Collected data:
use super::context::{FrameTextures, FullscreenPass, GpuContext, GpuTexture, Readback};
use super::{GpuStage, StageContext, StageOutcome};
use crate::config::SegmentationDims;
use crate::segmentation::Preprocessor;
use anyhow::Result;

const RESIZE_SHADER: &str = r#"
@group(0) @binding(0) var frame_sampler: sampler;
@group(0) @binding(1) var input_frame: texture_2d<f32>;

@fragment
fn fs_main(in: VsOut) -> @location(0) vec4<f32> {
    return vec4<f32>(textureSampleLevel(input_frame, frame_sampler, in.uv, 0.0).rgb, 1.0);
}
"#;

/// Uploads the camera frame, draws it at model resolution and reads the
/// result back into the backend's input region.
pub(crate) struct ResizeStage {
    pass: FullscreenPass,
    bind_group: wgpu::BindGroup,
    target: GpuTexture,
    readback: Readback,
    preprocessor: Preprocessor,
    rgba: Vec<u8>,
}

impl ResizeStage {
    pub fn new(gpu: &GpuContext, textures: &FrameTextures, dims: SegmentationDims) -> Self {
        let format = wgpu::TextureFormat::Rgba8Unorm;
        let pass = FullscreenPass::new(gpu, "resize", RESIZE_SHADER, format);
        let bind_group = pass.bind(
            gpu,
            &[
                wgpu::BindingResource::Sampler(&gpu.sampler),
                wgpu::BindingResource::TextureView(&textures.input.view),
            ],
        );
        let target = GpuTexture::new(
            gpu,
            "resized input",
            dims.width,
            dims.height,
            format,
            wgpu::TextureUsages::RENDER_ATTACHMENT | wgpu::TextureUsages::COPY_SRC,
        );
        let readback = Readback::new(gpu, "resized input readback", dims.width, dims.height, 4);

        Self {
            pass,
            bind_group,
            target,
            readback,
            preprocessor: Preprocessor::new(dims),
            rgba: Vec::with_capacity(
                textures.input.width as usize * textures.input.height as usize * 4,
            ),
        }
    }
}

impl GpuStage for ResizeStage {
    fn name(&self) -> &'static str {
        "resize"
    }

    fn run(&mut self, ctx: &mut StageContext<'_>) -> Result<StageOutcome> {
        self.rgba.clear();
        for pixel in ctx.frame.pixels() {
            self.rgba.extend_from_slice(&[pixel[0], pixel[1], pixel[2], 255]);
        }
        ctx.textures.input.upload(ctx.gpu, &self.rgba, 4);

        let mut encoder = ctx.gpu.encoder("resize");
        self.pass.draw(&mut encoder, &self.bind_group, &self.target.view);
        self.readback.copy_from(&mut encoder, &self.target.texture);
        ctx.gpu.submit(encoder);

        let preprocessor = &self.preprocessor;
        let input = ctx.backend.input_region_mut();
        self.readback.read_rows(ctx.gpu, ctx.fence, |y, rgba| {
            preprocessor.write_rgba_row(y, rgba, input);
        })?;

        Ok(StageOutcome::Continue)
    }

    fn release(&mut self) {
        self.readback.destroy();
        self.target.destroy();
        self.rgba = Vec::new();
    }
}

...

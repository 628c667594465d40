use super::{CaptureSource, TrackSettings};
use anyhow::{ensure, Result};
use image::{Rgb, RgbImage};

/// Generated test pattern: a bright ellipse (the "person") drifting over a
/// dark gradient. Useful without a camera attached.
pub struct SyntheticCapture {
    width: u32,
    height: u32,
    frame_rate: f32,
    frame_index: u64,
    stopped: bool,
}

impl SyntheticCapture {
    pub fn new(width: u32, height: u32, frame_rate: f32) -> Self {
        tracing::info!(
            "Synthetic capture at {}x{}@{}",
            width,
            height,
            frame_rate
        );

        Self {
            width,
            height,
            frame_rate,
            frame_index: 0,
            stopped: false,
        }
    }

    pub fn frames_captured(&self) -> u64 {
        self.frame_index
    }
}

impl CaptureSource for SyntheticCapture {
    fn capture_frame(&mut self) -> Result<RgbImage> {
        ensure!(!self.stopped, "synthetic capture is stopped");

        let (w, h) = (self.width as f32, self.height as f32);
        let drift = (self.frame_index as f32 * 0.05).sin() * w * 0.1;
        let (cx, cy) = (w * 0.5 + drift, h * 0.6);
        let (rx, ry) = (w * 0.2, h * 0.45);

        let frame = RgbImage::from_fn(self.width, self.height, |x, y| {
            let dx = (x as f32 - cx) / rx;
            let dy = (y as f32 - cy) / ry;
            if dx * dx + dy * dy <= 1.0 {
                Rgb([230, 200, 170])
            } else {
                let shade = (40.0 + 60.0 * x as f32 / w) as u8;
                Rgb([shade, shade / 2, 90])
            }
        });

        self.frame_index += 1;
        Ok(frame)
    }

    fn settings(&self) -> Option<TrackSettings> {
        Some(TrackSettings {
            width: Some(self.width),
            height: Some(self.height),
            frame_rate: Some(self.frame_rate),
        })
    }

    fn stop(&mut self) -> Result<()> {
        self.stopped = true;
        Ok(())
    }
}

(Work task):
Would you print, exactly as written, every line above from the one holding "impl CaptureSource for" through the one holding "let (rx, ry) = (w * 0.2, h * 0.45);", with both included and no other lines?

(Solution for this problem):
impl CaptureSource for SyntheticCapture {
    fn capture_frame(&mut self) -> Result<RgbImage> {
        ensure!(!self.stopped, "synthetic capture is stopped");

        let (w, h) = (self.width as f32, self.height as f32);
        let drift = (self.frame_index as f32 * 0.05).sin() * w * 0.1;
        let (cx, cy) = (w * 0.5 + drift, h * 0.6);
        let (rx, ry) = (w * 0.2, h * 0.45);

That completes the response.